● **Exercise requirements**
The lines to repeat are those below from the one containing "filename src/cfi/mod.rs" down to the one containing "CFI value, reading-order", both included; reproduce them exactly and nothing else.

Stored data

──────

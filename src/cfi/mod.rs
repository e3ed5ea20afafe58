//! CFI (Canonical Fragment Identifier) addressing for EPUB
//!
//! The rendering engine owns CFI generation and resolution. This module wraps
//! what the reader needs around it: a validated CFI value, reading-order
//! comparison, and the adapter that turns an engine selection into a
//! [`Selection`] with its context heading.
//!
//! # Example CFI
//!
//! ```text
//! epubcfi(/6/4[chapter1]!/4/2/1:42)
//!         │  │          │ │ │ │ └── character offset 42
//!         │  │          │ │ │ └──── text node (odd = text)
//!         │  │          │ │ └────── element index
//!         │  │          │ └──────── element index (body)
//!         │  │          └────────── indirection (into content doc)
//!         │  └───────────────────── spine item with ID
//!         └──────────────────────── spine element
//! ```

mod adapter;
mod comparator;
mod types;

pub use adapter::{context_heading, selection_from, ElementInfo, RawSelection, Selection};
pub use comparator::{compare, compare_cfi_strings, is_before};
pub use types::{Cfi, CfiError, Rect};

──────

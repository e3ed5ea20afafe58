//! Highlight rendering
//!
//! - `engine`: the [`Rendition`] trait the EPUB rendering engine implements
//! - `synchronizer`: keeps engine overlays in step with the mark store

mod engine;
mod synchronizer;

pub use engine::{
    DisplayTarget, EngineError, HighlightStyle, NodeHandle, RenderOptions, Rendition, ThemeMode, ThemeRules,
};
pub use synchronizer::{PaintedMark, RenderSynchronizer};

──────

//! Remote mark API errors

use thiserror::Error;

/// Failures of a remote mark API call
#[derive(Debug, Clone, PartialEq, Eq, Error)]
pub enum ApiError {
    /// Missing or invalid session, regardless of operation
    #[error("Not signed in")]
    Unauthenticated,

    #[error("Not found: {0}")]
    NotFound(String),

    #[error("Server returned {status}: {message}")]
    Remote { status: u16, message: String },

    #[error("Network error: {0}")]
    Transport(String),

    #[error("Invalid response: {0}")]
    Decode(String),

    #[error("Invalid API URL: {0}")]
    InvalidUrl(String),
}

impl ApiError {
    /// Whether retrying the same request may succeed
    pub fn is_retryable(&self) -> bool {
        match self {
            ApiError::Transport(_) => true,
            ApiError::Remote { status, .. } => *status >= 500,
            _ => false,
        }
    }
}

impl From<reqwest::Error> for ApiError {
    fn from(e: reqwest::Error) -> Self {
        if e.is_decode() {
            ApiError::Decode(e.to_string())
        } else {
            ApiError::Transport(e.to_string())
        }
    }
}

──────

● **Finished task**
filename src/cfi/mod.rs
repository e3ed5ea20afafe58
//! CFI (Canonical Fragment Identifier) addressing for EPUB
//!
//! The rendering engine owns CFI generation and resolution. This module wraps
//! what the reader needs around it: a validated CFI value, reading-order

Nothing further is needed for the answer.